I just got back from the Third International Conference and Workshop on Transactive Energy in Portland. There is wide consensus on the inevitability of transactive energy even as there are struggles as to how to get there.

Transactive energy was initially conceived of as a way to set spot market prices for electric energy (power) during times of peak demand or temporary supply shortfall. Transactive energy is based on the path-breaking research of Clearwater and Huberman at the Xerox Palo Alto Research Center (PARC) published in 1993. At PARC, they created moment-by-moment thermal markets to manage data center cooling; an agent on each server bid for the cooling it needed. This approach eliminated hot spots and reduced energy costs even as it eliminated the need to develop ever more complex control and sensing strategies.

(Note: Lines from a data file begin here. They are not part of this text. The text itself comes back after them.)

/// Renders the three tracks: indels, rearrangements and ambiguous insertions.
pub fn to_tracks(rec: &Reconciliation, index: &ChromosomeIndex, prefix: &str) -> Vec<Track> {
    let mut palette = Palette::new();

    let mut indels = Track::new(
        &format!("{}_indels", prefix),
        "Insertions and deletions relative to the reference",
    );
    let mut ambiguous = Track::new(
        &format!("{}_ambiguous", prefix),
        "Insertions with two candidate anchors in the reference",
    );
    for feature in &rec.features {
        let color = match feature.kind {
            GapKind::Deletion => DELETION_COLOR,
            GapKind::Insertion => INSERTION_COLOR,
            GapKind::Indel => INDEL_COLOR,
            GapKind::AmbiguousInsertion => {
                let regions: Vec<Region> =
                    feature.anchors.iter().map(|&a| to_region(index, a)).collect();
                ambiguous.features.extend(bed::render_flanks(
                    &regions,
                    &feature.label,
                    feature.strand,
                    INSERTION_COLOR,
                    &mut palette,
                ));
                continue;
            }
        };
        let region = to_region(index, feature.anchors[0]);
        indels
            .features
            .push(BedFeature::single(&region, &feature.label, feature.strand, color));
    }

    let mut rearrangements = Track::new(
        &format!("{}_rearrangements", prefix),
        "Flanks of GRIMM rearrangement steps",
    );
    for event in &rec.events {
        let regions: Vec<Region> = event.flanks.iter().map(|&f| to_region(index, f)).collect();
        rearrangements.features.extend(bed::render_flanks(
            &regions,
            &event.label(),
            '.',
            bed::BLACK,
            &mut palette,
        ));
    }

    vec![indels, rearrangements, ambiguous]
}

#[cfg(test)]
mod tests {
    use super::*;
    use crate::libs::gene_order::number_genes;

    fn blocks(rows: &[(i64, i64, i64, i64)]) -> Vec<AlignmentBlock> {
        number_genes(
            &rows
                .iter()
                .enumerate()
                .map(|(i, &(a, b, c, d))| AlignmentBlock::new(i, a, b, c, d))
                .collect::<Vec<_>>(),
        )
    }

    fn step(n: usize, g1: i64, g2: i64, op: &str) -> RearrangementStep {
        RearrangementStep {
            step: n,
            chrom_1: 1,
            gene_1_pos: 1,
            gene_1_num: g1,
            chrom_2: 1,
            gene_2_pos: 2,
            gene_2_num: g2,
            operation: Operation::from(op),
        }
    }

    #[test]
    fn test_indel_detected() {
        let numbered = blocks(&[
            (1, 99, 101, 200),
            (100, 150, 0, 0),
            (0, 0, 201, 229),
            (151, 300, 230, 379),
        ]);
        let features = classify_gaps(&numbered);

        assert_eq!(features.len(), 1);
        assert_eq!(features[0].kind, GapKind::Indel);
        assert_eq!(features[0].anchors, vec![(100, 150)]);
        assert_eq!(features[0].ins_len, 29);
        assert_eq!(features[0].del_len, 51);
        assert_eq!(features[0].strand, '+');
        assert_eq!(features[0].label, "indel:+29/-51");
    }

    #[test]
    fn test_plain_deletion_without_matching_insertion() {
        let numbered = blocks(&[
            (1, 99, 101, 200),
            (100, 150, 0, 0),
            (0, 0, 201, 220),
            (151, 300, 230, 379),
        ]);
        let features = classify_gaps(&numbered);

        assert_eq!(features.len(), 2);
        assert_eq!(features[0].kind, GapKind::Deletion);
        assert_eq!(features[0].label, "del:-51");
        assert_eq!(features[1].kind, GapKind::Insertion);
    }

    #[test]
    fn test_reverse_indel() {
        let numbered = blocks(&[
            (1, 99, -379, -230),
            (100, 150, 0, 0),
            (0, 0, 201, 229),
            (151, 300, -200, -101),
        ]);
        let features = classify_gaps(&numbered);

        assert_eq!(features.len(), 1);
        assert_eq!(features[0].kind, GapKind::Indel);
        assert_eq!(features[0].strand, '-');
    }

    #[test]
    fn test_unambiguous_insertion() {
        let numbered = blocks(&[(1, 100, 1, 100), (0, 0, 101, 130), (101, 200, 131, 230)]);
        let features = classify_gaps(&numbered);

        assert_eq!(features.len(), 1);
        assert_eq!(features[0].kind, GapKind::Insertion);
        assert_eq!(features[0].anchors, vec![(101, 100)]);
        assert_eq!(features[0].label, "ins:+30");
    }

    #[test]
    fn test_inverted_insertion() {
        // genome 2 reads -2 ins -1
        let numbered = blocks(&[(1, 100, -230, -131), (0, 0, 101, 130), (101, 200, -100, -1)]);
        let features = classify_gaps(&numbered);

        assert_eq!(features[0].kind, GapKind::Insertion);
        assert_eq!(features[0].anchors, vec![(101, 100)]);
        assert_eq!(features[0].strand, '-');
    }

    #[test]
    fn test_ambiguous_insertion() {
        // genome 2 reads 1 ins 3 2
        let numbered = blocks(&[
            (1, 100, 1, 100),
            (101, 200, 231, 330),
            (201, 300, 131, 230),
            (0, 0, 101, 130),
        ]);
        let features = classify_gaps(&numbered);

        assert_eq!(features.len(), 1);
        assert_eq!(features[0].kind, GapKind::AmbiguousInsertion);
        assert_eq!(features[0].anchors, vec![(100, 100), (201, 201)]);
        assert_eq!(features[0].label, "ambiguous_ins_1:+30");
    }

    #[test]
    fn test_flanks_of_reversal() {
        let numbered = blocks(&[
            (1, 100, 1, 100),
            (101, 150, 0, 0),
            (151, 300, -250, -101),
            (301, 400, 251, 350),
        ]);
        let features = classify_gaps(&numbered);
        let events = locate_flanks(&numbered, &features, &[step(1, 2, 2, "Reversal")]).unwrap();

        assert_eq!(events.len(), 1);
        // left flank widened over the deletion, right flank on the block edge
        assert_eq!(events[0].flanks, vec![(101, 151), (300, 300)]);
        assert_eq!(events[0].label(), "Reversal_1");
    }

    #[test]
    fn test_caps_and_unknown_genes() {
        let numbered = blocks(&[(1, 100, 1, 100), (101, 200, 101, 200)]);
        let features = classify_gaps(&numbered);

        let events = locate_flanks(&numbered, &features, &[step(1, 2, 5, "Fission")]).unwrap();
        assert_eq!(events[0].flanks, vec![(200, 200)]);

        let events = locate_flanks(&numbered, &features, &[step(2, 7, 2, "Fusion")]).unwrap();
        assert_eq!(events[0].flanks, vec![(200, 200)]);

        let err = locate_flanks(&numbered, &features, &[step(3, 1, 9, "Reversal")]).unwrap_err();
        assert!(matches!(err, ReconcileError::UnknownGene { gene: 9, .. }));
    }

    #[test]
    fn test_tracks() {
        let numbered = blocks(&[(1, 99, 1, 99), (100, 200, 0, 0)]);
        let rec = reconcile(&numbered, &[]).unwrap();
        assert_eq!(rec.count(GapKind::Deletion), 1);

        let index = ChromosomeIndex::from_sizes(&[("chr1", 500)]).unwrap();
        let tracks = to_tracks(&rec, &index, "sample");
        assert_eq!(tracks.len(), 3);
        assert_eq!(tracks[0].name, "sample_indels");
        assert_eq!(
            tracks[0].features[0].to_string(),
            "chr1\t99\t200\tdel:-101\t0\t+\t99\t200\t214,39,40"
        );
        assert!(tracks[1].features.is_empty());
    }
}
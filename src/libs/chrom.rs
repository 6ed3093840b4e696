use anyhow::Context;

#[derive(Debug, Clone, PartialEq, Eq)]
pub struct ChromEntry {
    pub name: String,
    pub cumulative_end: u64,
}

/// Chromosome boundaries of one genome, laid end to end in file order the way the
/// aligner concatenated them.
#[derive(Debug, Clone, Default, PartialEq, Eq)]
pub struct ChromosomeIndex {
    entries: Vec<ChromEntry>,
}

impl ChromosomeIndex {
    /// ```
    /// # use pgcmp::libs::chrom::ChromosomeIndex;
    /// let index = ChromosomeIndex::from_sizes(&[("chr1", 1000), ("chr2", 1500)]).unwrap();
    /// assert_eq!(index.len(), 2);
    /// assert_eq!(index.boundaries(), vec![1000, 2500]);
    /// ```
    pub fn from_sizes<S: AsRef<str>>(sizes: &[(S, u64)]) -> anyhow::Result<Self> {
        if sizes.is_empty() {
            anyhow::bail!("No sequences to build a chromosome index from");
        }

        let mut entries = Vec::with_capacity(sizes.len());
        let mut cumulative_end = 0;
        for (name, size) in sizes {
            cumulative_end += size;
            entries.push(ChromEntry {
                name: name.as_ref().to_string(),
                cumulative_end,
            });
        }

        Ok(Self { entries })
    }

    /// Reads `(name, length)` of every record in a FASTA file, in file order.
    pub fn from_fasta(infile: &str) -> anyhow::Result<Self> {
        let reader = crate::reader(infile)?;
        let mut fa_in = noodles_fasta::io::Reader::new(reader);

        let mut sizes: Vec<(String, u64)> = vec![];
        for result in fa_in.records() {
            let record = result.with_context(|| format!("invalid FASTA record in {}", infile))?;
            let name = String::from_utf8(record.name().into())?;
            sizes.push((name, record.sequence().len() as u64));
        }
        log::info!("{}: {} sequence(s)", infile, sizes.len());

        Self::from_sizes(&sizes).with_context(|| format!("{} has no sequences", infile))
    }

    pub fn len(&self) -> usize {
        self.entries.len()
    }

    pub fn is_empty(&self) -> bool {
        self.entries.is_empty()
    }

    pub fn entries(&self) -> &[ChromEntry] {
        &self.entries
    }

    pub fn boundaries(&self) -> Vec<u64> {
        self.entries.iter().map(|e| e.cumulative_end).collect()
    }

    /// Global start of the `idx`-th chromosome.
    pub fn chrom_start(&self, idx: usize) -> u64 {
        if idx == 0 {
            0
        } else {
            self.entries[idx - 1].cumulative_end
        }
    }

    /// Index of the chromosome holding the 0-based global `offset`.
    /// Offsets past the end are clamped to the last chromosome.
    pub fn position(&self, offset: u64) -> usize {
        self.entries
            .iter()
            .position(|e| e.cumulative_end > offset)
            .unwrap_or(self.entries.len().saturating_sub(1))
    }

    /// Returns the name and global start of the chromosome holding the 0-based
    /// global `offset`.
    ///
    /// ```
    /// # use pgcmp::libs::chrom::ChromosomeIndex;
    /// let index = ChromosomeIndex::from_sizes(&[("chr1", 1000), ("chr2", 1500)]).unwrap();
    /// assert_eq!(index.locate(0), ("chr1", 0));
    /// assert_eq!(index.locate(999), ("chr1", 0));
    /// assert_eq!(index.locate(1000), ("chr2", 1000));
    /// assert_eq!(index.locate(9999), ("chr2", 1000));
    /// ```
    pub fn locate(&self, offset: u64) -> (&str, u64) {
        let idx = self.position(offset);
        (self.entries[idx].name.as_str(), self.chrom_start(idx))
    }

    /// Maps a 1-based closed global range to a 0-based half-open range local to the
    /// chromosome of `start`. The right end is clamped to that chromosome.
    ///
    /// ```
    /// # use pgcmp::libs::chrom::ChromosomeIndex;
    /// let index = ChromosomeIndex::from_sizes(&[("chr1", 1000), ("chr2", 1500)]).unwrap();
    /// assert_eq!(index.to_local_range(100, 200), ("chr1".to_string(), 99, 200));
    /// assert_eq!(index.to_local_range(1001, 1010), ("chr2".to_string(), 0, 10));
    /// assert_eq!(index.to_local_range(990, 1010), ("chr1".to_string(), 989, 1000));
    /// ```
    pub fn to_local_range(&self, start: u64, end: u64) -> (String, u64, u64) {
        let offset = start.saturating_sub(1);
        let idx = self.position(offset);
        let chrom_start = self.chrom_start(idx);
        let chrom_end = self.entries[idx].cumulative_end;

        let lo = offset.min(chrom_end);
        let hi = end.min(chrom_end).max(lo);

        (self.entries[idx].name.clone(), lo - chrom_start, hi - chrom_start)
    }
}

#[cfg(test)]
mod tests {
    use super::*;

    #[test]
    fn test_empty_index() {
        let sizes: Vec<(String, u64)> = vec![];
        assert!(ChromosomeIndex::from_sizes(&sizes).is_err());
    }

    #[test]
    fn test_boundary_positions() {
        let index = ChromosomeIndex::from_sizes(&[("a", 1000), ("b", 1500), ("c", 10)]).unwrap();
        assert_eq!(index.position(949), 0);
        assert_eq!(index.position(1049), 1);
        assert_eq!(index.position(2500), 2);
        assert_eq!(index.position(2510), 2);
        assert_eq!(index.chrom_start(2), 2500);
    }

    #[test]
    fn test_local_range_zero_length() {
        let index = ChromosomeIndex::from_sizes(&[("a", 1000)]).unwrap();
        // an insertion point between bases 500 and 501
        assert_eq!(index.to_local_range(501, 500), ("a".to_string(), 500, 500));
    }
}
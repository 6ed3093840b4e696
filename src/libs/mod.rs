pub mod backbone;
pub mod bed;
pub mod chrom;
pub mod gene_order;
pub mod grimm;
pub mod io;
pub mod reconcile;
pub mod snps;
use std::fmt;
use std::io::BufRead;

/// One row of a progressiveMauve `.backbone` file for two genomes.
///
/// Coordinates are 1-based and closed. A negative sign marks the reverse strand and
/// a `0 0` pair marks a block absent from that genome.
#[derive(Debug, Clone, Default, PartialEq, Eq)]
pub struct AlignmentBlock {
    pub index: usize, // row order in the file, used to break sorting ties
    pub ref_start: i64,
    pub ref_end: i64,
    pub query_start: i64,
    pub query_end: i64,
    pub gene_number: Option<u32>,
}

impl AlignmentBlock {
    pub fn new(index: usize, ref_start: i64, ref_end: i64, query_start: i64, query_end: i64) -> Self {
        Self {
            index,
            ref_start,
            ref_end,
            query_start,
            query_end,
            gene_number: None,
        }
    }

    pub fn in_ref(&self) -> bool {
        self.ref_start != 0 || self.ref_end != 0
    }

    pub fn in_query(&self) -> bool {
        self.query_start != 0 || self.query_end != 0
    }

    /// Aligned in both genomes
    pub fn is_shared(&self) -> bool {
        self.in_ref() && self.in_query()
    }

    /// Present only in genome 1
    pub fn is_deletion(&self) -> bool {
        self.in_ref() && !self.in_query()
    }

    /// Present only in genome 2
    pub fn is_insertion(&self) -> bool {
        !self.in_ref() && self.in_query()
    }

    /// Positive-strand 1-based closed range on genome 1
    ///
    /// ```
    /// # use pgcmp::libs::backbone::AlignmentBlock;
    /// let block = AlignmentBlock::new(0, -250, -101, 20, 169);
    /// assert_eq!(block.ref_range(), (101, 250));
    /// assert_eq!(block.ref_len(), 150);
    /// ```
    pub fn ref_range(&self) -> (u64, u64) {
        abs_range(self.ref_start, self.ref_end)
    }

    /// Positive-strand 1-based closed range on genome 2
    pub fn query_range(&self) -> (u64, u64) {
        abs_range(self.query_start, self.query_end)
    }

    pub fn ref_len(&self) -> u64 {
        range_len(self.ref_range())
    }

    pub fn query_len(&self) -> u64 {
        range_len(self.query_range())
    }

    /// The two genomes see this block on opposite strands.
    pub fn is_inverted(&self) -> bool {
        self.ref_start.signum() * self.query_start.signum() < 0
    }

    /// Gene label as it reads along genome 2, negated for inverted blocks
    ///
    /// ```
    /// # use pgcmp::libs::backbone::AlignmentBlock;
    /// let mut block = AlignmentBlock::new(0, 5, 10, -25, -20);
    /// assert_eq!(block.signed_gene(), None);
    /// block.gene_number = Some(3);
    /// assert_eq!(block.signed_gene(), Some(-3));
    /// ```
    pub fn signed_gene(&self) -> Option<i64> {
        self.gene_number.map(|g| {
            if self.is_inverted() {
                -(g as i64)
            } else {
                g as i64
            }
        })
    }
}

fn abs_range(start: i64, end: i64) -> (u64, u64) {
    let (a, b) = (start.unsigned_abs(), end.unsigned_abs());
    (a.min(b), a.max(b))
}

fn range_len((start, end): (u64, u64)) -> u64 {
    if start == 0 && end == 0 {
        0
    } else {
        end - start + 1
    }
}

#[derive(Debug, Clone, PartialEq, Eq)]
pub enum BackboneError {
    /// Wrong number of columns; only pairwise backbones are supported
    Columns { line: usize, found: usize },
    /// A field that is not an integer
    Field { line: usize, field: String },
}

impl fmt::Display for BackboneError {
    fn fmt(&self, f: &mut fmt::Formatter<'_>) -> fmt::Result {
        match self {
            BackboneError::Columns { line, found } => write!(
                f,
                "Backbone line {}: expected 4 columns for two genomes, found {}",
                line, found
            ),
            BackboneError::Field { line, field } => {
                write!(f, "Backbone line {}: invalid coordinate \"{}\"", line, field)
            }
        }
    }
}

impl std::error::Error for BackboneError {}

pub struct BackboneReader<R> {
    reader: R,
    line_buf: String,
    line_no: usize,
    index: usize,
}

impl<R: BufRead> BackboneReader<R> {
    pub fn new(reader: R) -> Self {
        Self {
            reader,
            line_buf: String::new(),
            line_no: 0,
            index: 0,
        }
    }

    fn parse_line(&self, line: &str) -> Result<AlignmentBlock, BackboneError> {
        let fields: Vec<&str> = line.split('\t').map(|f| f.trim()).collect();
        if fields.len() != 4 {
            return Err(BackboneError::Columns {
                line: self.line_no,
                found: fields.len(),
            });
        }

        let mut coords = [0i64; 4];
        for (slot, field) in coords.iter_mut().zip(&fields) {
            *slot = field.parse::<i64>().map_err(|_| BackboneError::Field {
                line: self.line_no,
                field: field.to_string(),
            })?;
        }

        Ok(AlignmentBlock::new(
            self.index, coords[0], coords[1], coords[2], coords[3],
        ))
    }
}

impl<R: BufRead> Iterator for BackboneReader<R> {
    type Item = anyhow::Result<AlignmentBlock>;

    fn next(&mut self) -> Option<Self::Item> {
        loop {
            self.line_buf.clear();
            match self.reader.read_line(&mut self.line_buf) {
                Ok(0) => return None,
                Ok(_) => {
                    self.line_no += 1;
                    let line = self.line_buf.trim_end_matches(['\r', '\n']);
                    if line.trim().is_empty() || line.starts_with("seq0_leftend") {
                        continue;
                    }

                    let block = match self.parse_line(line) {
                        Ok(block) => block,
                        Err(e) => return Some(Err(e.into())),
                    };
                    if !block.in_ref() && !block.in_query() {
                        log::debug!("Skip empty backbone row at line {}", self.line_no);
                        continue;
                    }

                    self.index += 1;
                    return Some(Ok(block));
                }
                Err(e) => return Some(Err(e.into())),
            }
        }
    }
}

/// Reads all blocks of a backbone file.
pub fn read_backbone<R: BufRead>(reader: R) -> anyhow::Result<Vec<AlignmentBlock>> {
    BackboneReader::new(reader).collect()
}

#[cfg(test)]
mod tests {
    use super::*;

    #[test]
    fn test_parse_backbone() {
        let input = "\
seq0_leftend\tseq0_rightend\tseq1_leftend\tseq1_rightend
1\t100\t1\t100
101\t150\t0\t0
0\t0\t101\t130
0\t0\t0\t0
151\t300\t-280\t-131
";
        let blocks = read_backbone(input.as_bytes()).unwrap();

        assert_eq!(blocks.len(), 4);
        assert!(blocks[0].is_shared());
        assert!(blocks[1].is_deletion());
        assert!(blocks[2].is_insertion());
        assert_eq!(blocks[2].query_len(), 30);
        assert_eq!(blocks[3].index, 3);
        assert!(blocks[3].is_inverted());
        assert_eq!(blocks[3].query_range(), (131, 280));
        assert!(blocks.iter().all(|b| b.gene_number.is_none()));
    }

    #[test]
    fn test_parse_backbone_errors() {
        let input = "seq0_leftend\tseq0_rightend\tseq1_leftend\tseq1_rightend\n1\t100\tx\t100\n";
        let err = read_backbone(input.as_bytes()).unwrap_err();
        assert_eq!(
            err.downcast_ref::<BackboneError>(),
            Some(&BackboneError::Field {
                line: 2,
                field: "x".to_string()
            })
        );

        let input = "1\t100\t1\t100\t1\t100\n";
        let err = read_backbone(input.as_bytes()).unwrap_err();
        assert_eq!(
            err.downcast_ref::<BackboneError>(),
            Some(&BackboneError::Columns { line: 1, found: 6 })
        );
    }
}
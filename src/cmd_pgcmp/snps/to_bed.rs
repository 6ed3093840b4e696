use anyhow::Context;
use clap::*;
use pgcmp::libs::bed::Track;
use pgcmp::libs::snps::read_snps;
use std::io::Write;

// Create clap subcommand arguments
pub fn make_subcommand() -> Command {
    Command::new("to-bed")
        .about("Convert MUMmer show-snps output to a BED track")
        .after_help(
            r###"
Writes one 1 bp feature per SNP on the reference (not the query) genome, named
`R > Q` and colored by the query base:
    A red, T magenta, C blue, G green

Notes:
* Run show-snps with -IHTClr: tab-delimited, headerless, with sequence lengths
  and without indels
* show-snps positions are 1-based, BED is 0-based

Examples:
1. Convert:
   show-snps -IHTClr aln.delta > aln.snps
   pgcmp snps to-bed aln.snps -o aln.snv.bed

"###,
        )
        .arg(
            Arg::new("infile")
                .required(true)
                .num_args(1)
                .index(1)
                .help("Input .snps file. [stdin] for standard input"),
        )
        .arg(
            Arg::new("outfile")
                .long("outfile")
                .short('o')
                .num_args(1)
                .default_value("stdout")
                .help("Output filename. [stdout] for screen"),
        )
        .arg(
            Arg::new("name")
                .long("name")
                .num_args(1)
                .help("Track name. Default is <stem of infile>_snv"),
        )
}

// command implementation
pub fn execute(args: &ArgMatches) -> anyhow::Result<()> {
    let infile = args.get_one::<String>("infile").unwrap();
    let name = match args.get_one::<String>("name") {
        Some(name) => name.to_string(),
        None => format!("{}_snv", pgcmp::basename(infile)),
    };

    let snps = read_snps(pgcmp::reader(infile)?).with_context(|| format!("could not parse {}", infile))?;

    let mut track = Track::new(&name, "SNPs called by MUMmer");
    track.features = snps.iter().map(|snp| snp.to_bed()).collect();

    let mut writer = pgcmp::writer(args.get_one::<String>("outfile").unwrap())?;
    track.write(&mut writer)?;
    writer.flush()?;

    Ok(())
}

Distributed energy makes the problems of effective grid operation worse. Distributed energy refers to the developing model in which every node on the grid is potentially a power source as well as a power user, driven largely by renewable energy such as solar photovoltaics (PV) and wind. Distributed energy changes the centrally managed, essentially hub-and-spoke distribution model in which energy flows down into what is potentially a two-way peer-to-peer network over the same infrastructure. Sites which contain Distributed Energy Resources (DER) can choose whether or not to come to market at any moment. Transactive energy is the developing means to manage this growing complexity.

Distributed energy is local, so distributed energy markets (and prices) must be local. Traditional local prices in power, referred to as locational marginal pricing (LMP) or nodal pricing is based on physical limits of the transmission system—a single bottleneck can affect all “downstream” points. LMP can be set centrally, calculated based on line physics and historical use. DER potentially places the power sources downstream of the congestion, and alongside the power customers. Nodes containing DER can decide whether the energy available is used to support the grid or internal purposes. Only actual markets and set clearing prices for DER.

There is no effective ownership of DER without local storage. Without local storage, grid nodes are always price-takers. Grid operators have a strong and legitimate interest in throttling how much DER is dumped onto the grid at any moment. Without local storage, grid operators must be able to turn off DER, i.e., set when a node can come to market. Even if a node invests capital in DER asset, if a third party determines what prices the node must take for the product of that asset, and controls when that asset can come to market, then the owners of that node cannot be said to own the asset.

Local markets will not really work without local storage. Local storage is necessary to create actual economic ownership of DER.

The best use for DER is and will always be local consumption. A building need not be Net Zero Energy (NZE) to consume power locally first. Use energy locally first. The next best use for DER is to store energy locally, perhaps for later consumption on site. Any excess, or any deficits in local power can then be made up through market operations. This is the essence of the new power movement, sometimes called Farm-to-Plug.